═══ Dataset excerpts

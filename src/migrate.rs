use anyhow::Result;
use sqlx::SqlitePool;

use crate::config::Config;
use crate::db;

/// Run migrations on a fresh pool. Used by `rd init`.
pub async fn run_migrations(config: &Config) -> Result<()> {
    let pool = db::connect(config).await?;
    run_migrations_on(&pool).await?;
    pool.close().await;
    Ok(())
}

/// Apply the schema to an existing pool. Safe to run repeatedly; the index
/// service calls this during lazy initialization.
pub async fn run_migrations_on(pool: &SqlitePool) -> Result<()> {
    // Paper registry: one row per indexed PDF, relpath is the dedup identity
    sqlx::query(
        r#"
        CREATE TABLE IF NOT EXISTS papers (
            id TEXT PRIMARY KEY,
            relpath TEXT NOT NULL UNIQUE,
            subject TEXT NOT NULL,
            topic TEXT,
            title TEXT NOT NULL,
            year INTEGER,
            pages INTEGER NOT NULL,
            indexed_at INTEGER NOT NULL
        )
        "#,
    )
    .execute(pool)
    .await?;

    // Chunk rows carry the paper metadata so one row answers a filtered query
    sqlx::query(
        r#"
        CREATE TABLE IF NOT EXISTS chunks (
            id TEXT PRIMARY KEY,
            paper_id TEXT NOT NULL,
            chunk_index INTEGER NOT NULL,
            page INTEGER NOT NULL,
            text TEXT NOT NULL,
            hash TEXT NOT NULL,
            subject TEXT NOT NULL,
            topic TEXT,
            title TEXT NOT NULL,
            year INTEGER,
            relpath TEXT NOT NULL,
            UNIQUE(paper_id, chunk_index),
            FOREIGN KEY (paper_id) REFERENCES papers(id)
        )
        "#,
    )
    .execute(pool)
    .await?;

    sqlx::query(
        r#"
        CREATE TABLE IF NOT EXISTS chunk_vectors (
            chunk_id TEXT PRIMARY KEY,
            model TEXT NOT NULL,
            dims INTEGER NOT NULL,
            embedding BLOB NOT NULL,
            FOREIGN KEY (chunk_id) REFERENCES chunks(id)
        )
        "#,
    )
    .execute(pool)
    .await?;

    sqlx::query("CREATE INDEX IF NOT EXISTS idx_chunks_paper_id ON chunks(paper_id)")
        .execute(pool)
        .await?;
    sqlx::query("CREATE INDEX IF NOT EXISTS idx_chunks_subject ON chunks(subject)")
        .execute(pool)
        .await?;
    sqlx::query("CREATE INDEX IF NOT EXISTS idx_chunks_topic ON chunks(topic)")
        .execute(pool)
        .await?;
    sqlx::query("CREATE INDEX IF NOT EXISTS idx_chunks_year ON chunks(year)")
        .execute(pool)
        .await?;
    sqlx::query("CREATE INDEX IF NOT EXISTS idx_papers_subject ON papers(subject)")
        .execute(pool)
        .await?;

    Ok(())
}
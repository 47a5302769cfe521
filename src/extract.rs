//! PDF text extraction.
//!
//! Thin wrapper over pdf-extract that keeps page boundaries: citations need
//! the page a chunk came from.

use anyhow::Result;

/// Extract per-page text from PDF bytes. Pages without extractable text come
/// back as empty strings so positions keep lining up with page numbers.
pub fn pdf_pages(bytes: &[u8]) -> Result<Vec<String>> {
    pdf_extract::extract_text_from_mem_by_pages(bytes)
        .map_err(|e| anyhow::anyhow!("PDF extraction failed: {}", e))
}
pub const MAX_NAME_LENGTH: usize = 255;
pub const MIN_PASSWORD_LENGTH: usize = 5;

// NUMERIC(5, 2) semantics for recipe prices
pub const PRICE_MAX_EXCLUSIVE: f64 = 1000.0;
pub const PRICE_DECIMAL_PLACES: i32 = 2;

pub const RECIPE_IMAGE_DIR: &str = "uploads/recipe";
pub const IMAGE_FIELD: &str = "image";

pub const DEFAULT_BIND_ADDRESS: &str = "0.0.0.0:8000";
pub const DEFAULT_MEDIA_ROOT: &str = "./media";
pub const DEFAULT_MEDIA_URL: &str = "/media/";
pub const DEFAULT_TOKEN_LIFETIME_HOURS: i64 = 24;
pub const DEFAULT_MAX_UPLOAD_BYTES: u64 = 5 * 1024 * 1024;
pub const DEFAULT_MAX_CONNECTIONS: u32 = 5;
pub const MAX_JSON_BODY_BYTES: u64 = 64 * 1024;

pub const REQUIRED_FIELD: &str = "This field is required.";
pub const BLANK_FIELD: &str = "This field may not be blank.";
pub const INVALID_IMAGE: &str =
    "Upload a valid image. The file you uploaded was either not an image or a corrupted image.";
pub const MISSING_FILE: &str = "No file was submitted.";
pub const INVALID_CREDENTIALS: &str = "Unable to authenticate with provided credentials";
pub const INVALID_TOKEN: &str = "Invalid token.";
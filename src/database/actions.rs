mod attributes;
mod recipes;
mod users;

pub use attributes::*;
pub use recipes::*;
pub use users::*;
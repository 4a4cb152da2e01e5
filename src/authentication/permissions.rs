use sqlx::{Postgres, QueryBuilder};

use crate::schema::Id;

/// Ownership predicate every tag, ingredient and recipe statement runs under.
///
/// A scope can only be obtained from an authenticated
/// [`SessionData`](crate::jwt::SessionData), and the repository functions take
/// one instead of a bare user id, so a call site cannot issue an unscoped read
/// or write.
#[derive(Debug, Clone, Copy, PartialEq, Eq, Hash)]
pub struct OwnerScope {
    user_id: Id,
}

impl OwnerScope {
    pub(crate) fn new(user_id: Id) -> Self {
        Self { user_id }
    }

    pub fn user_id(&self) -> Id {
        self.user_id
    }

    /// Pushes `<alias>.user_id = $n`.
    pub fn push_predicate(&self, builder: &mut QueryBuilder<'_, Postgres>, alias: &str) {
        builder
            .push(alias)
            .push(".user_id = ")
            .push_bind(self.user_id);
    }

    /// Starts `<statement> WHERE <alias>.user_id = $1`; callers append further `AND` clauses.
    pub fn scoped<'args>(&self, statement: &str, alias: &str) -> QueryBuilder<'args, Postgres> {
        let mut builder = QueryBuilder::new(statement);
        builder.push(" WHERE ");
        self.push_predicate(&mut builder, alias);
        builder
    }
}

══════

• [Action item]: The records shown earlier should all be returned verbatim.

• [Response area]:
filename src/migrate.rs
use anyhow::Result;
use sqlx::SqlitePool;

use crate::config::Config;
use crate::db;

/// Run migrations on a fresh pool. Used by `rd init`.
pub async fn run_migrations(config: &Config) -> Result<()> {
    let pool = db::connect(config).await?;
    run_migrations_on(&pool).await?;
    pool.close().await;
    Ok(())
}

/// Apply the schema to an existing pool. Safe to run repeatedly; the index
/// service calls this during lazy initialization.
pub async fn run_migrations_on(pool: &SqlitePool) -> Result<()> {
    // Paper registry: one row per indexed PDF, relpath is the dedup identity
    sqlx::query(
        r#"
        CREATE TABLE IF NOT EXISTS papers (
            id TEXT PRIMARY KEY,
            relpath TEXT NOT NULL UNIQUE,
            subject TEXT NOT NULL,
            topic TEXT,
            title TEXT NOT NULL,
            year INTEGER,
            pages INTEGER NOT NULL,
            indexed_at INTEGER NOT NULL
        )
        "#,
    )
    .execute(pool)
    .await?;

    // Chunk rows carry the paper metadata so one row answers a filtered query
    sqlx::query(
        r#"
        CREATE TABLE IF NOT EXISTS chunks (
            id TEXT PRIMARY KEY,
            paper_id TEXT NOT NULL,
            chunk_index INTEGER NOT NULL,
            page INTEGER NOT NULL,
            text TEXT NOT NULL,
            hash TEXT NOT NULL,
            subject TEXT NOT NULL,
            topic TEXT,
            title TEXT NOT NULL,
            year INTEGER,
            relpath TEXT NOT NULL,
            UNIQUE(paper_id, chunk_index),
            FOREIGN KEY (paper_id) REFERENCES papers(id)
        )
        "#,
    )
    .execute(pool)
    .await?;

    sqlx::query(
        r#"
        CREATE TABLE IF NOT EXISTS chunk_vectors (
            chunk_id TEXT PRIMARY KEY,
            model TEXT NOT NULL,
            dims INTEGER NOT NULL,
            embedding BLOB NOT NULL,
            FOREIGN KEY (chunk_id) REFERENCES chunks(id)
        )
        "#,
    )
    .execute(pool)
    .await?;

    sqlx::query("CREATE INDEX IF NOT EXISTS idx_chunks_paper_id ON chunks(paper_id)")
        .execute(pool)
        .await?;
    sqlx::query("CREATE INDEX IF NOT EXISTS idx_chunks_subject ON chunks(subject)")
        .execute(pool)
        .await?;
    sqlx::query("CREATE INDEX IF NOT EXISTS idx_chunks_topic ON chunks(topic)")
        .execute(pool)
        .await?;
    sqlx::query("CREATE INDEX IF NOT EXISTS idx_chunks_year ON chunks(year)")
        .execute(pool)
        .await?;
    sqlx::query("CREATE INDEX IF NOT EXISTS idx_papers_subject ON papers(subject)")
        .execute(pool)
        .await?;

    Ok(())
}
repository 47a5302769cfe521
filename src/extract.rs
//! PDF text extraction.
//!
//! Thin wrapper over pdf-extract that keeps page boundaries: citations need
//! the page a chunk came from.

use anyhow::Result;

/// Extract per-page text from PDF bytes. Pages without extractable text come
/// back as empty strings so positions keep lining up with page numbers.
pub fn pdf_pages(bytes: &[u8]) -> Result<Vec<String>> {
    pdf_extract::extract_text_from_mem_by_pages(bytes)
        .map_err(|e| anyhow::anyhow!("PDF extraction failed: {}", e))
}
pub const MAX_NAME_LENGTH: usize = 255;
pub const MIN_PASSWORD_LENGTH: usize = 5;

// NUMERIC(5, 2) semantics for recipe prices
pub const PRICE_MAX_EXCLUSIVE: f64 = 1000.0;
pub const PRICE_DECIMAL_PLACES: i32 = 2;

pub const RECIPE_IMAGE_DIR: &str = "uploads/recipe";
pub const IMAGE_FIELD: &str = "image";

pub const DEFAULT_BIND_ADDRESS: &str = "0.0.0.0:8000";
pub const DEFAULT_MEDIA_ROOT: &str = "./media";
pub const DEFAULT_MEDIA_URL: &str = "/media/";
pub const DEFAULT_TOKEN_LIFETIME_HOURS: i64 = 24;
pub const DEFAULT_MAX_UPLOAD_BYTES: u64 = 5 * 1024 * 1024;
pub const DEFAULT_MAX_CONNECTIONS: u32 = 5;
pub const MAX_JSON_BODY_BYTES: u64 = 64 * 1024;

pub const REQUIRED_FIELD: &str = "This field is required.";
pub const BLANK_FIELD: &str = "This field may not be blank.";
pub const INVALID_IMAGE: &str =
    "Upload a valid image. The file you uploaded was either not an image or a corrupted image.";
pub const MISSING_FILE: &str = "No file was submitted.";
pub const INVALID_CREDENTIALS: &str = "Unable to authenticate with provided credentials";
pub const INVALID_TOKEN: &str = "Invalid token.";
filename src/database/actions.rs
mod attributes;
mod recipes;
mod users;

pub use attributes::*;
pub use recipes::*;
pub use users::*;
repository 4a4cb152da2e01e5
filename src/authentication/permissions.rs
use sqlx::{Postgres, QueryBuilder};

use crate::schema::Id;

/// Ownership predicate every tag, ingredient and recipe statement runs under.
///
/// A scope can only be obtained from an authenticated
/// [`SessionData`](crate::jwt::SessionData), and the repository functions take
/// one instead of a bare user id, so a call site cannot issue an unscoped read
/// or write.
#[derive(Debug, Clone, Copy, PartialEq, Eq, Hash)]
pub struct OwnerScope {
    user_id: Id,
}

impl OwnerScope {
    pub(crate) fn new(user_id: Id) -> Self {
        Self { user_id }
    }

    pub fn user_id(&self) -> Id {
        self.user_id
    }

    /// Pushes `<alias>.user_id = $n`.
    pub fn push_predicate(&self, builder: &mut QueryBuilder<'_, Postgres>, alias: &str) {
        builder
            .push(alias)
            .push(".user_id = ")
            .push_bind(self.user_id);
    }

    /// Starts `<statement> WHERE <alias>.user_id = $1`; callers append further `AND` clauses.
    pub fn scoped<'args>(&self, statement: &str, alias: &str) -> QueryBuilder<'args, Postgres> {
        let mut builder = QueryBuilder::new(statement);
        builder.push(" WHERE ");
        self.push_predicate(&mut builder, alias);
        builder
    }
}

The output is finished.